Kwadranty potencjału – podstawowa wskazówka nawigacyjna
Temat pracy i tego co w niej obecnie robimy lub chcielibyśmy robić warto rozpocząć od spojrzenia na tzw. „kwadranty potencjału”.
Oczywiście najbardziej atrakcyjne wydają się czynności przypisane do kwadrantu II. Teoretycznie powinnyśmy poświęcać im jak najwięcej czasu. Jednak to praktyka, a nie teoria kształtuje nasze życie. Wielu z nas nie ma takiego szczęścia i często spędzamy większość czasu na czynnościach z kwadrantu I.
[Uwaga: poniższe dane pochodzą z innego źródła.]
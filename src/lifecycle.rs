use alloc::collections::BinaryHeap;
use core::cmp::Ordering;
use tracing::{debug, error};

use crate::{
    any::TypeInfo,
    errors::LifecycleErrorKind,
    utils::thread_safety::{same_data, RcThreadSafety, SendSafety, SyncSafety},
};

/// Component with a startup step, run after all its fields are injected.
pub trait Initiated: SendSafety + SyncSafety {
    /// Lower orders run first.
    fn initiation_order(&self) -> i32 {
        0
    }

    /// # Errors
    /// Any error aborts the scan or registration that triggered it.
    fn initiate(&self) -> anyhow::Result<()>;
}

/// Component with a teardown step, run by [`crate::Container::destroy`].
pub trait Destructible: SendSafety + SyncSafety {
    /// Lower orders run first.
    fn destruction_order(&self) -> i32 {
        0
    }

    /// # Errors
    /// Any error aborts the remaining destructions.
    fn destroy(&self) -> anyhow::Result<()>;
}

struct Scheduled<T: ?Sized> {
    order: i32,
    seq: u64,
    type_info: TypeInfo,
    item: RcThreadSafety<T>,
}

impl<T: ?Sized> PartialEq for Scheduled<T> {
    fn eq(&self, other: &Self) -> bool {
        self.order == other.order && self.seq == other.seq
    }
}

impl<T: ?Sized> Eq for Scheduled<T> {}

impl<T: ?Sized> PartialOrd for Scheduled<T> {
    fn partial_cmp(&self, other: &Self) -> Option<Ordering> {
        Some(self.cmp(other))
    }
}

// `BinaryHeap` is a max-heap, so the smallest (order, seq) pair must compare as the greatest.
impl<T: ?Sized> Ord for Scheduled<T> {
    fn cmp(&self, other: &Self) -> Ordering {
        other.order.cmp(&self.order).then_with(|| other.seq.cmp(&self.seq))
    }
}

/// Priority queue of lifecycle callbacks, ascending by declared order,
/// insertion order among equal orders.
pub(crate) struct Schedule<T: ?Sized> {
    heap: BinaryHeap<Scheduled<T>>,
    seq: u64,
}

impl<T: ?Sized> Default for Schedule<T> {
    fn default() -> Self {
        Self::new()
    }
}

impl<T: ?Sized> Schedule<T> {
    #[inline]
    #[must_use]
    pub(crate) const fn new() -> Self {
        Self {
            heap: BinaryHeap::new(),
            seq: 0,
        }
    }

    pub(crate) fn push(&mut self, order: i32, type_info: TypeInfo, item: RcThreadSafety<T>) {
        self.heap.push(Scheduled {
            order,
            seq: self.seq,
            type_info,
            item,
        });
        self.seq += 1;
    }

    pub(crate) fn pop(&mut self) -> Option<(TypeInfo, RcThreadSafety<T>)> {
        self.heap.pop().map(|scheduled| (scheduled.type_info, scheduled.item))
    }

    /// Removes the entry holding the same data as `item`.
    pub(crate) fn remove<U: ?Sized>(&mut self, item: &RcThreadSafety<U>) -> Option<(TypeInfo, RcThreadSafety<T>)> {
        let mut entries = core::mem::take(&mut self.heap).into_vec();
        let removed = entries
            .iter()
            .position(|scheduled| same_data(&scheduled.item, item))
            .map(|index| entries.swap_remove(index));
        self.heap = BinaryHeap::from(entries);
        removed.map(|scheduled| (scheduled.type_info, scheduled.item))
    }

    #[inline]
    #[must_use]
    pub(crate) fn len(&self) -> usize {
        self.heap.len()
    }

    #[cfg(test)]
    #[inline]
    #[must_use]
    pub(crate) fn is_empty(&self) -> bool {
        self.heap.is_empty()
    }
}

/// Runs every initializer in order, stopping at the first failure.
pub(crate) fn initiate_all(mut schedule: Schedule<dyn Initiated>) -> Result<(), LifecycleErrorKind> {
    while let Some((type_info, initiated)) = schedule.pop() {
        initiate(type_info, &*initiated)?;
    }
    Ok(())
}

pub(crate) fn initiate(type_info: TypeInfo, initiated: &dyn Initiated) -> Result<(), LifecycleErrorKind> {
    initiated.initiate().map_err(|source| {
        let err = LifecycleErrorKind::Initiation { type_info, source };
        error!("{}", err);
        err
    })?;
    debug!(component = type_info.name, "Initiated");
    Ok(())
}

/// Runs every destructor in order. The first failure aborts the remaining ones.
pub(crate) fn destroy_all(mut schedule: Schedule<dyn Destructible>) -> Result<(), LifecycleErrorKind> {
    while let Some((type_info, destructible)) = schedule.pop() {
        destroy(type_info, &*destructible)?;
    }
    Ok(())
}

pub(crate) fn destroy(type_info: TypeInfo, destructible: &dyn Destructible) -> Result<(), LifecycleErrorKind> {
    destructible.destroy().map_err(|source| {
        let err = LifecycleErrorKind::Destruction { type_info, source };
        error!("{}", err);
        err
    })?;
    debug!(component = type_info.name, "Destroyed");
    Ok(())
}
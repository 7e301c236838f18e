//! Upstream throttling configuration

use super::{env_flag, env_value};
use crate::throttle::cooldown::DEFAULT_MAX_TRACKED_KEYS;
use anyhow::{bail, Result};
use serde::{Deserialize, Serialize};
use std::time::Duration;

#[derive(Debug, Clone, PartialEq, Eq, Serialize, Deserialize)]
#[serde(default)]
pub struct ThrottleConfig {
    /// Minimum spacing between provider attempts for one key
    /// Env: TG_COOLDOWN_SECONDS
    /// Default: 5
    pub cooldown_seconds: u64,

    /// Cooldown records kept before idle ones are swept
    /// Env: TG_COOLDOWN_MAX_KEYS
    /// Default: 10000
    pub max_tracked_keys: usize,

    /// Let concurrent misses for one key share a provider call
    /// Env: TG_COALESCE_REQUESTS
    /// Default: true
    pub coalesce_requests: bool,
}

impl Default for ThrottleConfig {
    fn default() -> Self {
        Self {
            cooldown_seconds: 5,
            max_tracked_keys: DEFAULT_MAX_TRACKED_KEYS,
            coalesce_requests: true,
        }
    }
}

impl ThrottleConfig {
    pub fn merge(&mut self, other: Self) {
        *self = other;
    }

    pub fn apply_env_vars(&mut self) {
        if let Some(seconds) = env_value("TG_COOLDOWN_SECONDS") {
            self.cooldown_seconds = seconds;
        }
        if let Some(max_keys) = env_value("TG_COOLDOWN_MAX_KEYS") {
            self.max_tracked_keys = max_keys;
        }
        if let Some(coalesce) = env_flag("TG_COALESCE_REQUESTS") {
            self.coalesce_requests = coalesce;
        }
    }

    pub fn validate(&self) -> Result<()> {
        if self.max_tracked_keys == 0 {
            bail!("Invalid max_tracked_keys: must be at least 1");
        }
        Ok(())
    }

    pub fn cooldown(&self) -> Duration {
        Duration::from_secs(self.cooldown_seconds)
    }
}
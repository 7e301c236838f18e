//! Fetch failure taxonomy

use crate::provider::ProviderError;
use serde::{Deserialize, Serialize};
use std::fmt;

/// Outcome of a fetch: the value, or a classified failure
pub type FetchResult<T> = Result<T, FetchError>;

/// Stable failure kinds surfaced to the HTTP layer
#[derive(Debug, Clone, Copy, PartialEq, Eq, Hash, Serialize, Deserialize)]
#[serde(rename_all = "snake_case")]
pub enum FailureKind {
    /// Required parameter missing or empty
    #[serde(rename = "validation_error")]
    Validation,
    /// Provider knows the keyword but has no data for it
    NotFound,
    /// Provider is throttling us; not retried here
    RateLimited,
    /// Provider unreachable or too slow, after retries
    UpstreamUnavailable,
    /// Any other provider failure
    UpstreamError,
}

impl FailureKind {
    /// HTTP status this kind is reported with
    pub fn status_code(self) -> u16 {
        match self {
            FailureKind::Validation => 400,
            FailureKind::NotFound => 404,
            FailureKind::RateLimited => 429,
            FailureKind::UpstreamUnavailable => 503,
            FailureKind::UpstreamError => 500,
        }
    }

    pub fn as_str(self) -> &'static str {
        match self {
            FailureKind::Validation => "validation_error",
            FailureKind::NotFound => "not_found",
            FailureKind::RateLimited => "rate_limited",
            FailureKind::UpstreamUnavailable => "upstream_unavailable",
            FailureKind::UpstreamError => "upstream_error",
        }
    }
}

impl fmt::Display for FailureKind {
    fn fmt(&self, f: &mut fmt::Formatter<'_>) -> fmt::Result {
        f.write_str(self.as_str())
    }
}

/// A classified fetch failure
#[derive(thiserror::Error, Debug, Clone, PartialEq, Eq)]
#[error("{message}")]
pub struct FetchError {
    pub kind: FailureKind,
    pub message: String,
}

impl FetchError {
    pub fn new(kind: FailureKind, message: impl Into<String>) -> Self {
        Self { kind, message: message.into() }
    }

    pub fn validation(message: impl Into<String>) -> Self {
        Self::new(FailureKind::Validation, message)
    }

    pub fn not_found(message: impl Into<String>) -> Self {
        Self::new(FailureKind::NotFound, message)
    }

    pub fn status_code(&self) -> u16 {
        self.kind.status_code()
    }
}

impl From<ProviderError> for FetchError {
    fn from(err: ProviderError) -> Self {
        let kind = match &err {
            ProviderError::RateLimited(_) => FailureKind::RateLimited,
            ProviderError::ConnectionFailed(_) | ProviderError::Timeout(_) => {
                FailureKind::UpstreamUnavailable
            }
            ProviderError::Other(_) => FailureKind::UpstreamError,
        };
        Self::new(kind, err.to_string())
    }
}
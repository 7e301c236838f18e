//! Upstream throttling
//!
//! A soft per-key throttle: it delays callers, it never refuses them.

pub mod cooldown;

pub use cooldown::CooldownGate;
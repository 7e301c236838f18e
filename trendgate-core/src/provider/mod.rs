//! Trends provider contract
//!
//! The provider is the only thing that talks to the outside world. The core
//! sees it as `fetch(keyword, geo, timeframe) -> payload | typed failure`;
//! whatever protocol sits behind that is the provider's business.

pub mod google;

pub use google::{GoogleTrendsProvider, GoogleTrendsSettings};

use serde::{Deserialize, Serialize};

/// Structured provider failure
///
/// Providers classify their own failures; callers never inspect the message
/// to decide what happened.
#[derive(thiserror::Error, Debug, Clone, PartialEq, Eq)]
pub enum ProviderError {
    /// The provider is throttling us (HTTP 429 or equivalent)
    #[error("trends provider is rate limiting requests: {0}")]
    RateLimited(String),
    /// Could not reach the provider at all
    #[error("could not connect to trends provider: {0}")]
    ConnectionFailed(String),
    /// The provider did not answer in time
    #[error("trends provider timed out: {0}")]
    Timeout(String),
    /// Anything else: unexpected status, malformed payload, ...
    #[error("trends provider error: {0}")]
    Other(String),
}

impl ProviderError {
    /// Worth retrying after a backoff
    ///
    /// Rate limiting is deliberately not transient: retrying into an active
    /// limit extends it.
    pub fn is_transient(&self) -> bool {
        matches!(self, ProviderError::ConnectionFailed(_) | ProviderError::Timeout(_))
    }
}

/// One ranked entry of a related-queries list
#[derive(Debug, Clone, PartialEq, Eq, Serialize, Deserialize)]
pub struct RankedQuery {
    pub query: String,
    pub value: i64,
    /// Display form of `value` ("Breakout", "+250%", ...) when the provider sends one
    #[serde(default, skip_serializing_if = "Option::is_none")]
    pub formatted_value: Option<String>,
}

impl RankedQuery {
    pub fn new(query: impl Into<String>, value: i64) -> Self {
        Self { query: query.into(), value, formatted_value: None }
    }
}

/// Related queries for one keyword
#[derive(Debug, Clone, Default, PartialEq, Eq, Serialize, Deserialize)]
pub struct RelatedQueries {
    /// Most popular related queries
    pub top: Vec<RankedQuery>,
    /// Queries with the biggest recent growth
    pub rising: Vec<RankedQuery>,
}

impl RelatedQueries {
    /// The provider knows the keyword but has nothing related to report
    pub fn is_empty(&self) -> bool {
        self.top.is_empty() && self.rising.is_empty()
    }
}

/// One period of an interest-over-time series
#[derive(Debug, Clone, PartialEq, Eq, Serialize, Deserialize)]
pub struct InterestPoint {
    pub date: chrono::NaiveDate,
    /// One value per keyword, in request order
    pub values: Vec<i64>,
    /// The period is still in progress
    pub is_partial: bool,
}

/// Interest over time for one or more keywords
#[derive(Debug, Clone, Default, PartialEq, Eq, Serialize, Deserialize)]
pub struct InterestTimeline {
    pub keywords: Vec<String>,
    pub points: Vec<InterestPoint>,
}

impl InterestTimeline {
    pub fn is_empty(&self) -> bool {
        self.points.is_empty()
    }

    /// Flatten into rows of `{date, <keyword>: value, ...}`
    pub fn records(&self) -> Vec<serde_json::Value> {
        self.points
            .iter()
            .map(|point| {
                let mut row = serde_json::Map::new();
                row.insert("date".to_string(), point.date.format("%Y-%m-%d").to_string().into());
                for (keyword, value) in self.keywords.iter().zip(&point.values) {
                    row.insert(keyword.clone(), (*value).into());
                }
                serde_json::Value::Object(row)
            })
            .collect()
    }
}

/// External source of trend data
#[async_trait::async_trait]
pub trait TrendsProvider: Send + Sync {
    /// Related queries (top and rising) for a single keyword
    async fn related_queries(
        &self,
        keyword: &str,
        geo: &str,
        timeframe: &str,
    ) -> Result<RelatedQueries, ProviderError>;

    /// Interest over time for up to a handful of keywords compared together
    async fn interest_over_time(
        &self,
        keywords: &[String],
        geo: &str,
        timeframe: &str,
    ) -> Result<InterestTimeline, ProviderError>;
}
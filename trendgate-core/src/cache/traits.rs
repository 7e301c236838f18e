//! Core traits for caching functionality

use std::hash::Hash;
use std::time::Duration;
use tokio::time::Instant;

/// A cache entry with metadata
///
/// Entries are never mutated after creation; replacing a value creates a new
/// entry with a fresh insertion time.
#[derive(Debug, Clone)]
pub struct CacheEntry<V> {
    /// The cached value
    pub value: V,

    /// When this entry was inserted
    pub inserted_at: Instant,
}

impl<V> CacheEntry<V> {
    /// Create a new cache entry stamped with the current time
    pub fn new(value: V) -> Self {
        Self { value, inserted_at: Instant::now() }
    }

    /// Time elapsed since insertion
    pub fn age(&self) -> Duration {
        self.inserted_at.elapsed()
    }

    /// Check if this entry is expired
    ///
    /// A zero TTL expires every entry immediately.
    pub fn is_expired(&self, ttl: Duration) -> bool {
        ttl.is_zero() || self.age() > ttl
    }
}

/// Core caching trait
pub trait Cache<K, V>
where
    K: Hash + Eq,
{
    /// Get a live value from the cache
    fn get(&mut self, key: &K) -> Option<&V>;

    /// Insert a value into the cache, returning the value it replaced
    fn insert(&mut self, key: K, value: V) -> Option<V>;

    /// Remove a value from the cache
    fn remove(&mut self, key: &K) -> Option<V>;

    /// Clear all entries from the cache
    fn clear(&mut self);

    /// Get the number of entries in the cache
    fn len(&self) -> usize;

    /// Check if the cache is empty
    fn is_empty(&self) -> bool {
        self.len() == 0
    }

    /// Get the capacity of the cache
    fn capacity(&self) -> usize;
}

#[cfg(test)]
mod tests {
    use super::*;

    #[tokio::test(start_paused = true)]
    async fn test_entry_expiry() {
        let entry = CacheEntry::new("v");
        assert!(!entry.is_expired(Duration::from_secs(10)));

        tokio::time::advance(Duration::from_secs(10)).await;
        assert!(!entry.is_expired(Duration::from_secs(10)));

        tokio::time::advance(Duration::from_millis(1)).await;
        assert!(entry.is_expired(Duration::from_secs(10)));
    }

    #[test]
    fn test_zero_ttl_always_expired() {
        let entry = CacheEntry::new(1);
        assert!(entry.is_expired(Duration::ZERO));
    }
}
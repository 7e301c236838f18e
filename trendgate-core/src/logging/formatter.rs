//! Log formatting options for different output styles

use crate::logging::destinations::LogEntry;
use anyhow::anyhow;
use std::str::FromStr;

/// How log lines are rendered
#[derive(Clone, Copy, Debug, PartialEq, Eq)]
pub enum LogFormat {
    /// One JSON object per line
    /// Example: {"level":"INFO","message":"Listening on 0.0.0.0:8080","service":"trendgate",...}
    Json,

    /// Example: 2024-01-15 10:30:00.123 INFO  [trendgate_core::http] Listening on 0.0.0.0:8080 service=trendgate
    Human,

    /// Example: timestamp=2024-01-15T10:30:00Z level=INFO target=trendgate_core::http message="Listening" service="trendgate"
    Logfmt,
}

impl LogFormat {
    pub fn format_entry(&self, entry: &LogEntry) -> String {
        match self {
            LogFormat::Json => format_json(entry),
            LogFormat::Human => format_human(entry),
            LogFormat::Logfmt => format_logfmt(entry),
        }
    }
}

impl FromStr for LogFormat {
    type Err = anyhow::Error;

    fn from_str(s: &str) -> anyhow::Result<Self> {
        match s.trim().to_ascii_lowercase().as_str() {
            "json" => Ok(LogFormat::Json),
            "human" | "text" => Ok(LogFormat::Human),
            "logfmt" => Ok(LogFormat::Logfmt),
            other => Err(anyhow!("unknown log format '{}'", other)),
        }
    }
}

fn format_json(entry: &LogEntry) -> String {
    let mut json = serde_json::Map::new();

    json.insert("timestamp".to_string(), entry.timestamp.to_rfc3339().into());
    json.insert("level".to_string(), entry.level.as_str().into());
    json.insert("message".to_string(), entry.message.clone().into());
    json.insert("target".to_string(), entry.target.clone().into());

    for (key, value) in &entry.fields {
        json.insert(key.clone(), value.clone());
    }

    serde_json::to_string(&json).unwrap_or_else(|_| "Failed to serialize log entry".to_string())
}

/// Field value without JSON quoting for strings
fn plain_value(value: &serde_json::Value) -> String {
    match value {
        serde_json::Value::String(s) => s.clone(),
        other => other.to_string(),
    }
}

fn format_human(entry: &LogEntry) -> String {
    let timestamp = entry.timestamp.format("%Y-%m-%d %H:%M:%S%.3f");
    let mut line =
        format!("{} {:5} [{}] {}", timestamp, entry.level.as_str(), entry.target, entry.message);

    for (key, value) in &entry.fields {
        line.push_str(&format!(" {}={}", key, plain_value(value)));
    }

    line
}

fn logfmt_quote(s: &str) -> String {
    format!("\"{}\"", s.replace('\\', "\\\\").replace('"', "\\\""))
}

fn format_logfmt(entry: &LogEntry) -> String {
    let mut parts = vec![
        format!("timestamp={}", entry.timestamp.to_rfc3339()),
        format!("level={}", entry.level.as_str()),
        format!("target={}", entry.target),
        format!("message={}", logfmt_quote(&entry.message)),
    ];

    for (key, value) in &entry.fields {
        let rendered = match value {
            serde_json::Value::Number(_) | serde_json::Value::Bool(_) => value.to_string(),
            other => logfmt_quote(&plain_value(other)),
        };
        parts.push(format!("{}={}", key, rendered));
    }

    parts.join(" ")
}

#[cfg(test)]
mod tests {
    use super::*;
    use crate::logging::LogLevel;

    fn entry(level: LogLevel, message: &str) -> LogEntry {
        LogEntry::new(level, message.to_string(), "trendgate_core::fetch".to_string())
            .with_field("service", serde_json::json!("trendgate"))
    }

    #[test]
    fn test_json_format() {
        let formatted = LogFormat::Json.format_entry(&entry(LogLevel::Info, "Fetched hvac"));

        let parsed: serde_json::Value = serde_json::from_str(&formatted).unwrap();
        assert_eq!(parsed["message"], "Fetched hvac");
        assert_eq!(parsed["level"], "INFO");
        assert_eq!(parsed["target"], "trendgate_core::fetch");
        assert_eq!(parsed["service"], "trendgate");
    }

    #[test]
    fn test_human_format() {
        let formatted = LogFormat::Human.format_entry(&entry(LogLevel::Error, "Provider down"));

        assert!(formatted.contains("ERROR"));
        assert!(formatted.contains("[trendgate_core::fetch] Provider down"));
        assert!(formatted.ends_with("service=trendgate"));
    }

    #[test]
    fn test_logfmt_escapes_quotes() {
        let formatted =
            LogFormat::Logfmt.format_entry(&entry(LogLevel::Warn, "No data for \"zzz\""));

        assert!(formatted.contains("level=WARN"));
        assert!(formatted.contains(r#"message="No data for \"zzz\"""#));
        assert!(formatted.contains(r#"service="trendgate""#));
    }

    #[test]
    fn test_parse_format_names() {
        assert_eq!("JSON".parse::<LogFormat>().unwrap(), LogFormat::Json);
        assert_eq!("text".parse::<LogFormat>().unwrap(), LogFormat::Human);
        assert!("xml".parse::<LogFormat>().is_err());
    }
}
#[cfg(test)]
mod tests {
    use super::*;
    use crate::fetch::FailureKind;
    use crate::provider::{InterestPoint, RankedQuery};
    use std::sync::atomic::{AtomicU32, Ordering};
    use std::sync::Mutex;
    use std::time::Duration;

    /// Returns canned data and remembers what it was asked
    #[derive(Default)]
    struct EchoProvider {
        calls: AtomicU32,
        seen: Mutex<Vec<(Vec<String>, String, String)>>,
    }

    #[async_trait::async_trait]
    impl TrendsProvider for EchoProvider {
        async fn related_queries(
            &self,
            keyword: &str,
            geo: &str,
            timeframe: &str,
        ) -> Result<RelatedQueries, ProviderError> {
            self.calls.fetch_add(1, Ordering::SeqCst);
            self.seen.lock().unwrap().push((
                vec![keyword.to_string()],
                geo.to_string(),
                timeframe.to_string(),
            ));
            Ok(RelatedQueries { top: vec![RankedQuery::new(format!("{} repair", keyword), 100)], rising: vec![] })
        }

        async fn interest_over_time(
            &self,
            keywords: &[String],
            geo: &str,
            timeframe: &str,
        ) -> Result<InterestTimeline, ProviderError> {
            self.calls.fetch_add(1, Ordering::SeqCst);
            self.seen.lock().unwrap().push((keywords.to_vec(), geo.to_string(), timeframe.to_string()));
            if keywords.iter().any(|k| k == "empty") {
                return Ok(InterestTimeline { keywords: keywords.to_vec(), points: vec![] });
            }
            Ok(InterestTimeline {
                keywords: keywords.to_vec(),
                points: vec![InterestPoint {
                    date: chrono::NaiveDate::from_ymd_opt(2024, 1, 7).unwrap(),
                    values: vec![50; keywords.len()],
                    is_partial: false,
                }],
            })
        }
    }

    fn orchestrator(provider: Arc<EchoProvider>) -> FetchOrchestrator {
        FetchOrchestrator::new(
            provider,
            Arc::new(CacheStore::new(Duration::from_secs(3600), 300)),
            Arc::new(CooldownGate::new(Duration::from_secs(5))),
            RetryPolicy::new(3, Duration::from_millis(10)),
        )
    }

    #[tokio::test(start_paused = true)]
    async fn test_blank_keyword_is_validation_error() {
        let provider = Arc::new(EchoProvider::default());
        let orchestrator = orchestrator(Arc::clone(&provider));

        let err = orchestrator.fetch_related("   ", "US", "today 12-m").await.unwrap_err();
        assert_eq!(err.kind, FailureKind::Validation);
        assert_eq!(provider.calls.load(Ordering::SeqCst), 0);
    }

    #[tokio::test(start_paused = true)]
    async fn test_provider_sees_trimmed_keyword_and_upper_geo() {
        let provider = Arc::new(EchoProvider::default());
        let orchestrator = orchestrator(Arc::clone(&provider));

        orchestrator.fetch_related("  Mini Split ", "us", "now 7-d").await.unwrap();

        let seen = provider.seen.lock().unwrap().clone();
        assert_eq!(seen, vec![(vec!["Mini Split".to_string()], "US".to_string(), "now 7-d".to_string())]);
    }

    #[tokio::test(start_paused = true)]
    async fn test_case_variants_share_cache_entry() {
        let provider = Arc::new(EchoProvider::default());
        let orchestrator = orchestrator(Arc::clone(&provider));

        let first = orchestrator.fetch_related("HVAC", "us", "today 12-m").await.unwrap();
        let second = orchestrator.fetch_related(" hvac ", "US", "today 12-m").await.unwrap();

        assert_eq!(first, second);
        assert_eq!(provider.calls.load(Ordering::SeqCst), 1);
    }

    #[tokio::test(start_paused = true)]
    async fn test_interest_is_cached_including_empty_series() {
        let provider = Arc::new(EchoProvider::default());
        let orchestrator = orchestrator(Arc::clone(&provider));
        let keywords = vec!["hvac".to_string(), "mini split".to_string()];

        let timeline = orchestrator.fetch_interest(&keywords, "US", "today 12-m").await.unwrap();
        assert_eq!(timeline.points.len(), 1);
        orchestrator.fetch_interest(&keywords, "us", "today 12-m").await.unwrap();

        let empty = vec!["empty".to_string()];
        assert!(orchestrator.fetch_interest(&empty, "US", "today 12-m").await.unwrap().is_empty());
        orchestrator.fetch_interest(&empty, "US", "today 12-m").await.unwrap();

        assert_eq!(provider.calls.load(Ordering::SeqCst), 2);
        assert_eq!(orchestrator.interest_cache().size(), 2);
        assert_eq!(orchestrator.related_cache().size(), 0);
    }

    #[tokio::test(start_paused = true)]
    async fn test_interest_columns_follow_the_current_request() {
        let provider = Arc::new(EchoProvider::default());
        let orchestrator = orchestrator(Arc::clone(&provider));

        let upper = vec!["HVAC".to_string(), "Mini Split".to_string()];
        orchestrator.fetch_interest(&upper, "US", "today 12-m").await.unwrap();

        let lower = vec![" hvac".to_string(), "mini split".to_string()];
        let timeline = orchestrator.fetch_interest(&lower, "US", "today 12-m").await.unwrap();

        assert_eq!(provider.calls.load(Ordering::SeqCst), 1);
        assert_eq!(timeline.keywords, vec!["hvac".to_string(), "mini split".to_string()]);
        let row = &timeline.records()[0];
        assert_eq!(row["hvac"], 50);
        assert_eq!(row["mini split"], 50);
        assert!(row.get("HVAC").is_none());
    }

    #[tokio::test(start_paused = true)]
    async fn test_interest_keyword_limits() {
        let provider = Arc::new(EchoProvider::default());
        let orchestrator = orchestrator(Arc::clone(&provider));

        let blank = vec![" ".to_string(), "".to_string()];
        let err = orchestrator.fetch_interest(&blank, "US", "today 12-m").await.unwrap_err();
        assert_eq!(err.kind, FailureKind::Validation);

        let too_many: Vec<String> = (0..6).map(|i| format!("kw{}", i)).collect();
        let err = orchestrator.fetch_interest(&too_many, "US", "today 12-m").await.unwrap_err();
        assert_eq!(err.kind, FailureKind::Validation);
        assert_eq!(provider.calls.load(Ordering::SeqCst), 0);
    }

    #[tokio::test(start_paused = true)]
    async fn test_interest_lane_can_be_replaced() {
        let provider = Arc::new(EchoProvider::default());
        let disabled = Arc::new(CacheStore::new(Duration::from_secs(3600), 0));
        let orchestrator = orchestrator(Arc::clone(&provider))
            .with_interest_lane(Arc::clone(&disabled), Arc::new(CooldownGate::new(Duration::ZERO)));
        let keywords = vec!["hvac".to_string()];

        orchestrator.fetch_interest(&keywords, "US", "today 12-m").await.unwrap();
        orchestrator.fetch_interest(&keywords, "US", "today 12-m").await.unwrap();

        assert_eq!(provider.calls.load(Ordering::SeqCst), 2);
        assert!(Arc::ptr_eq(orchestrator.interest_cache(), &disabled));
        assert_eq!(disabled.size(), 0);
    }

    #[tokio::test(start_paused = true)]
    async fn test_from_config_wires_limits() {
        let mut config = TrendGateConfig::default();
        config.cache.max_items = 7;
        config.throttle.coalesce_requests = true;
        config.retry.max_retries = 4;

        let orchestrator = FetchOrchestrator::from_config(&config, Arc::new(EchoProvider::default()));
        assert_eq!(orchestrator.related_cache().max_items(), 7);
        assert_eq!(orchestrator.interest_cache().max_items(), 7);
        assert_eq!(orchestrator.related_gate().interval(), Duration::from_secs(5));
        assert_eq!(orchestrator.retry_policy().max_attempts, 4);
        assert!(orchestrator.coalescing());
    }
}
Jeżeli potrafimy wygospodarować trochę wolnego czasu, to właśnie w nim wykonujemy to co w tych kwadrantach jest przypisane do nr IV. Czynności, które mega nas cieszą i dają dużo satysfakcji. Często jednak z góry zakładamy, że nie staną się źródłem naszego zarobku. Bazując na tym założeniu i dostępnym czasie oddajemy się im, ale prawie nigdy w takim zakresie jakbyśmy chcieli. Nie zgłębiamy ich też na tyle, aby stać się w nich super specjalistami.
Najgorsze co się może nam przytrafić, to wylądowanie w kwadrancie III. Musimy w nim wykonywać to czego do końca nie potrafimy i co na dodatek nie sprawia nam żadnej przyjemności.
Strategie dojścia do kwadrantu II – umiem i lubię to co wykonuję
Kwadrant I – jeżeli jak spora część z nas plasujesz się w kwadrancie I, to masz przed sobą spore wyzwanie. Koncepcja rozwiązania tej kwestii poprzez zmianę pracy, wydaje się najprostsza. Biorąc jednak pod uwagę umiejętności, którymi dysponujemy nie zawsze jest skutecznym rozwiązaniem. Szczególnie jak za to co robisz nieźle ci płacą. Zmiana firmy, ale przy podobnym zakresie zadań na zajmowanym stanowisku nie wniesie tu raczej powiewu zaangażowania z Twojej strony.
Możemy tutaj jednak rozważyć trzy strategie niezwiązane ze zmianą pracy.
Pierwsza, to takie przedefiniowanie swojego nastawienia do pracy, aby stała się ona ciekawa, albo chociaż satysfakcjonująca. Można tego dokonać m.in. doszukując się sensu tego co robimy (dla innych działów, klientów, czy ogólnie organizacji).
Druga, to potraktowanie tego co robimy jako inwestycji na przyszłość. W tej sytuacji potrzebujemy stworzyć jakiś plan na dalszą karierę. Być może poszerzając swoje umiejętności możemy awansować. W innym przypadku, możemy posiadane umiejętności lekko przeprofilować lub wykorzystać przy pracy w innej, atrakcyjniejszej dla nas branży.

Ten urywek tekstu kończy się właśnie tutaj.